Cacique Anildo Lulu Awarokadju
Representante da aldeia Tereguá, localizada a cerca de 40 quilômetros de Bauru/SP, Anildo é presidente do Conselho Estadual dos Povos Indígenas de São Paulo, membro da coordenação executiva da APIB (Articulação dos Povos Indígenas do Brasil), e integrante da ARPINSUDESTE.
Cacique Awá Tenondegua
Cacique da Aldeia Tapirema, localizada na Terra Indígena de Piaçaguera/SP, em Peruíbe, litoral sul de São Paulo.

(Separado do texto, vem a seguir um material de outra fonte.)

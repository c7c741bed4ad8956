use std::collections::HashSet;
use std::path::{Path, PathBuf};

use tokio_util::sync::CancellationToken;
use tracing::{info, warn};

use super::settings::{default_data_dir, load_settings, SyncSettings};
use crate::core::content::{identify_all, scan_content_dir, ArtifactId, ContentKind};
use crate::core::downloader::HttpFetcher;
use crate::core::error::LauncherResult;
use crate::core::http::build_http_client;
use crate::core::loaders::{
    self, HttpVersionSource, InstallPlan, LoaderChoice, LoaderKind, LoaderSelector,
    VersionLoaderCache,
};
use crate::core::registry::{
    CurseForgeRegistry, LookupQuery, ModrinthRegistry, Registry, RegistryLookupChain,
};
use crate::core::update::{UpdateAction, UpdatePlanEntry, UpdateReconciler, UpdateSummary};

/// Everything a frontend needs, wired once per data directory.
pub struct AppState {
    pub data_dir: PathBuf,
    pub settings: SyncSettings,
    versions: VersionLoaderCache<HttpVersionSource>,
    registries: RegistryLookupChain<Registry>,
    reconciler: UpdateReconciler<HttpFetcher>,
}

impl AppState {
    pub fn new(data_dir: impl Into<PathBuf>) -> LauncherResult<Self> {
        let data_dir = data_dir.into();
        let settings = load_settings(&data_dir);
        let timeout = settings.request_timeout();
        let client = build_http_client(timeout)?;

        let versions = VersionLoaderCache::new(HttpVersionSource::new(
            client.clone(),
            settings.loader_endpoints.clone(),
            timeout,
        ));

        // Modrinth primero: no necesita clave.
        let registries = RegistryLookupChain::new(vec![
            Registry::Modrinth(ModrinthRegistry::new(
                client.clone(),
                settings.modrinth_api_base.clone(),
                timeout,
            )),
            Registry::CurseForge(CurseForgeRegistry::new(
                client.clone(),
                settings.curseforge_api_base.clone(),
                settings.curseforge_api_key.clone(),
                timeout,
            )),
        ]);

        let reconciler =
            UpdateReconciler::new(HttpFetcher::new(client), settings.max_parallel_downloads);

        info!("Sync core ready, data dir: {:?}", data_dir);
        Ok(Self {
            data_dir,
            settings,
            versions,
            registries,
            reconciler,
        })
    }

    pub fn with_default_dir() -> LauncherResult<Self> {
        Self::new(default_data_dir())
    }

    // ── Loaders ─────────────────────────────────────────

    pub fn offerable_loaders(&self, game_version: &str) -> Vec<LoaderKind> {
        loaders::offerable_loaders(game_version)
    }

    pub fn loader_selector(&self, game_version: &str) -> LoaderSelector {
        LoaderSelector::new(game_version)
    }

    pub async fn load_loader_versions(
        &self,
        kind: LoaderKind,
        game_version: &str,
        token: &CancellationToken,
    ) -> LauncherResult<Vec<String>> {
        self.versions.load_versions(kind, game_version, token).await
    }

    pub fn resolve_install_plan(
        &self,
        game_version: &str,
        choices: &[LoaderChoice],
    ) -> LauncherResult<InstallPlan> {
        Ok(loaders::resolve(game_version, choices)?)
    }

    // ── Content ─────────────────────────────────────────

    /// Bring every file in `dir` up to the newest registry release that
    /// fits `game_version`. Per-file failures end up in the summary.
    pub async fn update_content(
        &self,
        dir: &Path,
        kind: ContentKind,
        game_version: &str,
        loader: Option<LoaderKind>,
        token: &CancellationToken,
    ) -> LauncherResult<UpdateSummary> {
        let policy = self.settings.policy_for(kind);
        let paths = scan_content_dir(dir, &policy).await?;
        info!("Checking {} {} files in {:?}", paths.len(), kind, dir);

        let mut artifacts = Vec::with_capacity(paths.len());
        let mut failed = Vec::new();
        for (path, result) in identify_all(paths, self.settings.max_parallel_downloads).await {
            match result {
                Ok(artifact) => artifacts.push(artifact),
                Err(e) => {
                    warn!("Could not identify {:?}: {}", path, e);
                    failed.push(UpdatePlanEntry::unresolvable(path, None, e.to_string()));
                }
            }
        }

        let query = LookupQuery {
            game_version: game_version.to_string(),
            loaders: policy.loaders_for(loader.map(|l| l.registry_loader())),
            prefer_loaders: policy.apply_loader_preference,
        };
        let matches = self
            .registries
            .batch_lookup(&artifacts, &query, token)
            .await;
        let summary = self
            .reconciler
            .reconcile(&artifacts, &matches, &policy, token)
            .await;

        let mut entries = summary.entries;
        entries.extend(failed);

        if policy.install_dependencies {
            let present: HashSet<_> = matches
                .values()
                .flatten()
                .filter_map(|m| Some((m.registry_id, m.project_id.clone()?)))
                .collect();
            let replaced: Vec<_> = entries
                .iter()
                .filter(|e| e.action == UpdateAction::Replace)
                .filter_map(|e| matches.get(&ArtifactId::from(e.artifact.clone()))?.as_ref())
                .collect();
            let added = self
                .reconciler
                .install_dependencies(&self.registries, &replaced, present, dir, &query, token)
                .await;
            entries.extend(added);
        }

        let summary = UpdateSummary::from_entries(entries);
        info!("{} content in {:?}: {}", kind, dir, summary);
        Ok(summary)
    }
}

#[cfg(test)]
mod tests {
    use super::*;
    use crate::core::error::{LauncherError, ValidationError};

    #[tokio::test]
    async fn empty_directory_is_a_quiet_run() {
        let data = tempfile::tempdir().unwrap();
        let state = AppState::new(data.path()).unwrap();
        let mods = data.path().join("mods");

        let summary = state
            .update_content(&mods, ContentKind::Mod, "1.20.1", Some(LoaderKind::Fabric), &CancellationToken::new())
            .await
            .unwrap();

        assert!(summary.entries.is_empty());
        assert_eq!(summary.to_string(), "0 updated, 0 up-to-date, 0 unresolved");
    }

    #[tokio::test]
    async fn liteloader_outside_its_range_needs_no_network() {
        let data = tempfile::tempdir().unwrap();
        let state = AppState::new(data.path()).unwrap();

        let versions = state
            .load_loader_versions(LoaderKind::LiteLoader, "1.20.1", &CancellationToken::new())
            .await
            .unwrap();
        assert!(versions.is_empty());
    }

    #[test]
    fn install_plan_errors_surface_as_validation() {
        let data = tempfile::tempdir().unwrap();
        let state = AppState::new(data.path()).unwrap();

        let err = state
            .resolve_install_plan("1.20.1", &[LoaderChoice::new(LoaderKind::Forge, "")])
            .unwrap_err();
        assert!(matches!(
            err,
            LauncherError::Validation(ValidationError::MissingVersionSelection { kind: LoaderKind::Forge })
        ));
        assert!(state.offerable_loaders("1.20.1").contains(&LoaderKind::Forge));
    }
}
use std::time::Duration;

use async_trait::async_trait;
use reqwest::StatusCode;
use serde::{Deserialize, Serialize};
use tracing::debug;

use super::kind::LoaderKind;
use super::{fabric, forge, liteloader, optifine};
use crate::core::error::{LauncherError, LauncherResult};
use crate::core::maven::{CLEANROOM_MAVEN, FORGE_MAVEN, NEOFORGE_MAVEN};

/// Upstream that can enumerate the versions of a loader for a game version.
///
/// Implementations return [`LauncherError::NotFound`] when the upstream has
/// no entry for the pair; the cache turns that into an empty list.
#[async_trait]
pub trait VersionSource: Send + Sync {
    async fn list_versions(&self, kind: LoaderKind, game_version: &str)
        -> LauncherResult<Vec<String>>;
}

/// Base URLs per loader family. Mirrors can be configured here.
#[derive(Debug, Clone, Serialize, Deserialize, PartialEq, Eq)]
#[serde(default)]
pub struct LoaderEndpoints {
    pub fabric_meta: String,
    pub quilt_meta: String,
    pub legacy_fabric_meta: String,
    pub forge_maven: String,
    pub neoforge_maven: String,
    pub cleanroom_maven: String,
    pub bmclapi: String,
    pub liteloader_versions: String,
}

impl Default for LoaderEndpoints {
    fn default() -> Self {
        Self {
            fabric_meta: "https://meta.fabricmc.net/v2".into(),
            quilt_meta: "https://meta.quiltmc.org/v3".into(),
            legacy_fabric_meta: "https://meta.legacyfabric.net/v2".into(),
            forge_maven: FORGE_MAVEN.into(),
            neoforge_maven: NEOFORGE_MAVEN.into(),
            cleanroom_maven: CLEANROOM_MAVEN.into(),
            bmclapi: "https://bmclapi2.bangbang93.com".into(),
            liteloader_versions: "http://dl.liteloader.com/versions/versions.json".into(),
        }
    }
}

/// Talks to the public meta services and Maven repositories.
pub struct HttpVersionSource {
    client: reqwest::Client,
    endpoints: LoaderEndpoints,
    timeout: Duration,
}

impl HttpVersionSource {
    pub fn new(client: reqwest::Client, endpoints: LoaderEndpoints, timeout: Duration) -> Self {
        Self {
            client,
            endpoints,
            timeout,
        }
    }
}

#[async_trait]
impl VersionSource for HttpVersionSource {
    async fn list_versions(
        &self,
        kind: LoaderKind,
        game_version: &str,
    ) -> LauncherResult<Vec<String>> {
        let fetch = Fetch {
            client: &self.client,
            timeout: self.timeout,
        };
        let e = &self.endpoints;

        let versions = match kind {
            LoaderKind::Fabric => fabric::list_versions(&fetch, &e.fabric_meta, game_version).await?,
            LoaderKind::Quilt => fabric::list_versions(&fetch, &e.quilt_meta, game_version).await?,
            LoaderKind::LegacyFabric => {
                fabric::list_versions(&fetch, &e.legacy_fabric_meta, game_version).await?
            }
            LoaderKind::Forge => forge::list_forge(&fetch, &e.forge_maven, game_version).await?,
            LoaderKind::NeoForge => {
                forge::list_neoforge(&fetch, &e.neoforge_maven, game_version).await?
            }
            LoaderKind::Cleanroom => {
                forge::list_cleanroom(&fetch, &e.cleanroom_maven, game_version).await?
            }
            LoaderKind::OptiFine => optifine::list_versions(&fetch, &e.bmclapi, game_version).await?,
            LoaderKind::LiteLoader => {
                liteloader::list_versions(&fetch, &e.liteloader_versions, game_version).await?
            }
        };

        debug!("{} versions for {}: {}", kind, game_version, versions.len());
        Ok(versions)
    }
}

/// Borrowed client + timeout handed to the per-family listing functions.
pub(crate) struct Fetch<'a> {
    pub client: &'a reqwest::Client,
    pub timeout: Duration,
}

impl Fetch<'_> {
    /// GET `url`, mapping 404 to `NotFound` and other failures to `LoaderApi`.
    pub async fn get(&self, url: &str) -> LauncherResult<reqwest::Response> {
        let response = self.client.get(url).timeout(self.timeout).send().await?;
        let status = response.status();
        if status == StatusCode::NOT_FOUND {
            return Err(LauncherError::NotFound(url.to_string()));
        }
        if !status.is_success() {
            return Err(LauncherError::LoaderApi(format!("{url} returned {status}")));
        }
        Ok(response)
    }

    pub async fn get_text(&self, url: &str) -> LauncherResult<String> {
        Ok(self.get(url).await?.text().await?)
    }
}
use serde::Deserialize;

use super::source::Fetch;
use crate::core::error::LauncherResult;

/// Entry from BMCLAPI's `/optifine/{mc}` listing.
#[derive(Debug, Deserialize)]
struct OptiFineBuild {
    #[serde(rename = "type")]
    kind: String,
    patch: String,
}

impl OptiFineBuild {
    /// `HD_U_I6` style name; the resolver turns it into `HD_U:I6`.
    fn version_name(&self) -> String {
        format!("{}_{}", self.kind, self.patch)
    }
}

pub(crate) async fn list_versions(
    fetch: &Fetch<'_>,
    bmclapi: &str,
    game_version: &str,
) -> LauncherResult<Vec<String>> {
    let url = format!("{}/optifine/{}", bmclapi.trim_end_matches('/'), game_version);
    let body = fetch.get_text(&url).await?;
    parse_builds(&body)
}

fn parse_builds(body: &str) -> LauncherResult<Vec<String>> {
    let builds: Vec<OptiFineBuild> = serde_json::from_str(body)?;
    let mut versions: Vec<String> = Vec::with_capacity(builds.len());
    // BMCLAPI lista de más antigua a más nueva.
    for build in builds.iter().rev() {
        let name = build.version_name();
        if !versions.contains(&name) {
            versions.push(name);
        }
    }
    Ok(versions)
}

A aldeia integra o bioma Mata Atlântica e ocupa uma área extensa – desde a praia até o sertão, sendo uma das comunidades indígenas responsáveis pela preservação daquela região.
Cacique Darã
Cacique da Aldeia Tekoa Porã do município de Itaporanga/SP, Darã é coordenador geral da Articulação dos Povos Indígenas do Sudeste (ARPINSUDESTE). Há mais de 20 anos, participa das lutas dos povos indígenas no Brasil e é também embaixador da ONG Corrida Contra a Fome.